Friday, October 06, 2006

In 'Departed,' Scorsese's best is back

By Claudia Puig, USA TODAY
In The Departed, director Martin Scorsese returns with breathtaking assurance to the arena in which he is at his best: the gritty and complex crime drama.
Loosely based on the 2002 Hong Kong thriller Infernal Affairs, Scorsese's latest is his best since 1990's Goodfellas. Two and a half hours race by as this twisting, turning tale blazes its exciting, funny, brutal path.


The film's score and editing brilliantly heighten the film's energy, keeping the audience somewhat off-kilter and unsure where things are headed.

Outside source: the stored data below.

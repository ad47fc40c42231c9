use axum::{
    extract::{rejection::QueryRejection, Query, State},
    Extension, Json,
};
use serde::Deserialize;
use std::sync::Arc;

use crate::{
    error::{AppError, AppResult},
    middleware::RequestId,
    models::PlaylistsResponse,
    routes::AppState,
    services::{non_empty, playlists},
};

#[derive(Debug, Deserialize)]
#[serde(rename_all = "camelCase")]
pub struct PlaylistsQuery {
    channel_id: Option<String>,
}

/// Handler for `GET /api/playlists?channelId=UC...`
pub async fn list(
    State(state): State<Arc<AppState>>,
    Extension(request_id): Extension<RequestId>,
    query: Result<Query<PlaylistsQuery>, QueryRejection>,
) -> AppResult<Json<PlaylistsResponse>> {
    let Query(params) = query?;
    let channel_id = non_empty(params.channel_id)
        .ok_or_else(|| AppError::InvalidInput("Provide ?channelId=UC...".to_string()))?;

    tracing::info!(
        request_id = %request_id,
        channel_id = %channel_id,
        "Processing playlist listing"
    );

    let items = playlists::list_playlists(state.youtube.as_ref(), &channel_id)
        .await
        .inspect_err(|e| {
            tracing::warn!(request_id = %request_id, error = %e, "Playlist listing failed");
        })?;

    Ok(Json(PlaylistsResponse { items }))
}
use axum::{http::StatusCode, middleware, routing::get, Json, Router};
use serde_json::{json, Value};
use std::sync::Arc;
use tower::ServiceBuilder;
use tower_http::trace::TraceLayer;

use crate::{
    middleware::{make_span_with_request_id, request_id_middleware},
    services::YouTubeApi,
};

pub mod channels;
pub mod playlist_search;
pub mod playlists;

/// Shared application state, read-only after startup
#[derive(Clone)]
pub struct AppState {
    pub youtube: Arc<dyn YouTubeApi>,
}

impl AppState {
    pub fn new(youtube: Arc<dyn YouTubeApi>) -> Self {
        Self { youtube }
    }
}

/// Creates the application router with all routes
pub fn create_router(state: AppState) -> Router {
    Router::new()
        .route("/health", get(health_check))
        .nest("/api", api_routes())
        .with_state(Arc::new(state))
        .layer(
            ServiceBuilder::new()
                .layer(middleware::from_fn(request_id_middleware))
                .layer(TraceLayer::new_for_http().make_span_with(make_span_with_request_id)),
        )
}

/// API routes under /api
fn api_routes() -> Router<Arc<AppState>> {
    Router::new()
        .route("/channels", get(channels::list))
        .route("/playlists", get(playlists::list))
        .route("/playlist-search", get(playlist_search::search))
}

/// Health check endpoint
async fn health_check() -> (StatusCode, Json<Value>) {
    (StatusCode::OK, Json(json!({ "status": "healthy" })))
}
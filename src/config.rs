use serde::Deserialize;

/// Application configuration loaded from environment variables
#[derive(Debug, Deserialize, Clone)]
pub struct Config {
    /// YouTube Data API key
    pub yt_api_key: String,

    /// YouTube Data API base URL
    #[serde(default = "default_yt_api_url")]
    pub yt_api_url: String,

    /// Server host address
    #[serde(default = "default_host")]
    pub host: String,

    /// Server port
    #[serde(default = "default_port")]
    pub port: u16,
}

fn default_yt_api_url() -> String {
    "https://www.googleapis.com/youtube/v3".to_string()
}

fn default_host() -> String {
    "0.0.0.0".to_string()
}

fn default_port() -> u16 {
    3000
}

impl Config {
    /// Load configuration from environment variables (and `.env`, if present)
    pub fn from_env() -> anyhow::Result<Self> {
        dotenvy::dotenv().ok();
        Self::from_vars(std::env::vars())
    }

    /// Load configuration from an explicit set of variables
    pub fn from_vars<I>(vars: I) -> anyhow::Result<Self>
    where
        I: IntoIterator<Item = (String, String)>,
    {
        let config = envy::from_iter::<_, Config>(vars)
            .map_err(|e| anyhow::anyhow!("Failed to load config: {}", e))?;

        if config.yt_api_key.trim().is_empty() {
            anyhow::bail!("Failed to load config: YT_API_KEY must not be empty");
        }

        Ok(config)
    }

    /// Socket address the server binds to
    pub fn bind_addr(&self) -> String {
        format!("{}:{}", self.host, self.port)
    }
}

#[cfg(test)]
mod tests {
    use super::*;

    fn vars(pairs: &[(&str, &str)]) -> Vec<(String, String)> {
        pairs
            .iter()
            .map(|(k, v)| (k.to_string(), v.to_string()))
            .collect()
    }

    #[test]
    fn test_defaults_applied() {
        let config = Config::from_vars(vars(&[("YT_API_KEY", "abc")])).unwrap();
        assert_eq!(config.yt_api_key, "abc");
        assert_eq!(config.yt_api_url, "https://www.googleapis.com/youtube/v3");
        assert_eq!(config.port, 3000);
        assert_eq!(config.bind_addr(), "0.0.0.0:3000");
    }

    #[test]
    fn test_overrides() {
        let config = Config::from_vars(vars(&[
            ("YT_API_KEY", "abc"),
            ("PORT", "8080"),
            ("HOST", "127.0.0.1"),
            ("YT_API_URL", "http://localhost:9999"),
        ]))
        .unwrap();
        assert_eq!(config.port, 8080);
        assert_eq!(config.yt_api_url, "http://localhost:9999");
        assert_eq!(config.bind_addr(), "127.0.0.1:8080");
    }

    #[test]
    fn test_missing_api_key_is_fatal() {
        let err = Config::from_vars(vars(&[("PORT", "8080")])).unwrap_err();
        assert!(err.to_string().contains("yt_api_key"));
    }

    #[test]
    fn test_blank_api_key_is_fatal() {
        assert!(Config::from_vars(vars(&[("YT_API_KEY", "  ")])).is_err());
    }

    #[test]
    fn test_invalid_port_is_fatal() {
        assert!(Config::from_vars(vars(&[("YT_API_KEY", "abc"), ("PORT", "http")])).is_err());
    }
}
/// YouTube Data API v3 client
///
/// Thin wrapper over the REST endpoints this service reads. Callers pass the
/// resource and its query parameters; the client adds the API key, checks the
/// status and hands back the parsed JSON body.
use crate::{config::Config, error::UpstreamError};
use reqwest::Client as HttpClient;
use serde_json::Value;
use std::fmt::Display;

/// Query parameters for a single upstream request (the API key excluded)
pub type QueryParams = Vec<(&'static str, String)>;

/// YouTube Data API resources used by this service
#[derive(Debug, Clone, Copy, PartialEq, Eq)]
pub enum Resource {
    Channels,
    Search,
    Playlists,
    PlaylistItems,
}

impl Resource {
    pub fn path(&self) -> &'static str {
        match self {
            Resource::Channels => "channels",
            Resource::Search => "search",
            Resource::Playlists => "playlists",
            Resource::PlaylistItems => "playlistItems",
        }
    }
}

impl Display for Resource {
    fn fmt(&self, f: &mut std::fmt::Formatter<'_>) -> std::fmt::Result {
        f.write_str(self.path())
    }
}

/// Trait for the upstream API
///
/// Lets handlers and the pagination helper run against a mock in tests.
#[cfg_attr(test, mockall::automock)]
#[async_trait::async_trait]
pub trait YouTubeApi: Send + Sync {
    /// GET `resource` with `params` and return the JSON body
    ///
    /// Fails on transport errors, non-2xx statuses (keeping the raw body)
    /// and bodies that are not JSON. No retries.
    async fn get_json(&self, resource: Resource, params: &QueryParams)
        -> Result<Value, UpstreamError>;
}

#[derive(Clone)]
pub struct YouTubeClient {
    http_client: HttpClient,
    api_key: String,
    api_url: String,
}

impl YouTubeClient {
    pub fn new(api_key: String, api_url: String) -> Self {
        Self {
            http_client: HttpClient::new(),
            api_key,
            api_url: api_url.trim_end_matches('/').to_string(),
        }
    }

    pub fn from_config(config: &Config) -> Self {
        Self::new(config.yt_api_key.clone(), config.yt_api_url.clone())
    }
}

#[async_trait::async_trait]
impl YouTubeApi for YouTubeClient {
    async fn get_json(
        &self,
        resource: Resource,
        params: &QueryParams,
    ) -> Result<Value, UpstreamError> {
        let url = format!("{}/{}", self.api_url, resource.path());

        let response = self
            .http_client
            .get(&url)
            .query(params)
            .query(&[("key", self.api_key.as_str())])
            .send()
            .await
            .map_err(|e| {
                // Strip the URL so the API key never reaches logs or clients
                let e = e.without_url();
                tracing::warn!(resource = %resource, error = %e, "YouTube API request failed");
                e
            })?;

        let status = response.status();
        if !status.is_success() {
            let body = response.text().await.map_err(|e| e.without_url())?;
            tracing::warn!(
                resource = %resource,
                status = status.as_u16(),
                "YouTube API returned an error status"
            );
            return Err(UpstreamError::Status {
                status: status.as_u16(),
                body,
            });
        }

        let bytes = response.bytes().await.map_err(|e| e.without_url())?;
        let value: Value = serde_json::from_slice(&bytes)?;

        tracing::debug!(resource = %resource, bytes = bytes.len(), "YouTube API response received");

        Ok(value)
    }
}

Set in the mean streets of South Boston, the film hinges on the duplicitous actions of two young cops, played winningly by Matt Damon and Leonardo DiCaprio. DiCaprio — in his best performance in a Scorsese movie — plays rookie Billy Costigan, who has a foot in tough South Boston, where he lived with his father, and another in the wealthier existence of his mother and stepfather. Smart and educated, he disappoints the moneyed relatives by becoming a cop.

Once on the force, he is goaded into going undercover by a good cop/bad cop pair played by Martin Sheen and Mark Wahlberg (in a wildly compelling performance).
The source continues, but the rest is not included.